> How to complete this task
Repeat the records below exactly as they appear.
════
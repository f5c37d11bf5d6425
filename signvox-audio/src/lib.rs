//! Signvox audio: a [`SpeechEngine`](signvox_core::SpeechEngine) that drives
//! local command-line synthesizers (Piper, espeak-ng) and WAV players.

mod utils;

pub mod cli;
pub mod voices;
pub mod wav;

pub use cli::{Backend, CliEngineConfig, CliSpeechEngine};
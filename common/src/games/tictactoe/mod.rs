mod board;
mod bot_controller;
mod game_state;
mod minimax;
mod session;
mod types;
mod win_detector;

pub use board::Board;
pub use bot_controller::{BotType, calculate_minimax_move, calculate_move, play_bot_move};
pub use game_state::TicTacToeGameState;
pub use minimax::{COMPUTER, COMPUTER_WIN_SCORE, DRAW_SCORE, HUMAN_WIN_SCORE, best_move, evaluate};
pub use session::TicTacToeSession;
pub use types::{BOARD_SIZE, GameMode, Mark, Outcome, Player, Position};
pub use win_detector::{WINNING_LINES, check_win, winning_line};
════
> Exercise output
repository f5c37d11bf5d6425
filename signvox-audio/src/lib.rs
//! Signvox audio: a [`SpeechEngine`](signvox_core::SpeechEngine) that drives
//! local command-line synthesizers (Piper, espeak-ng) and WAV players.

mod utils;

pub mod cli;
pub mod voices;
pub mod wav;

pub use cli::{Backend, CliEngineConfig, CliSpeechEngine};
filename common/src/games/tictactoe/mod.rs
mod board;
mod bot_controller;
mod game_state;
mod minimax;
mod session;
mod types;
mod win_detector;

pub use board::Board;
pub use bot_controller::{BotType, calculate_minimax_move, calculate_move, play_bot_move};
pub use game_state::TicTacToeGameState;
pub use minimax::{COMPUTER, COMPUTER_WIN_SCORE, DRAW_SCORE, HUMAN_WIN_SCORE, best_move, evaluate};
pub use session::TicTacToeSession;
pub use types::{BOARD_SIZE, GameMode, Mark, Outcome, Player, Position};
pub use win_detector::{WINNING_LINES, check_win, winning_line};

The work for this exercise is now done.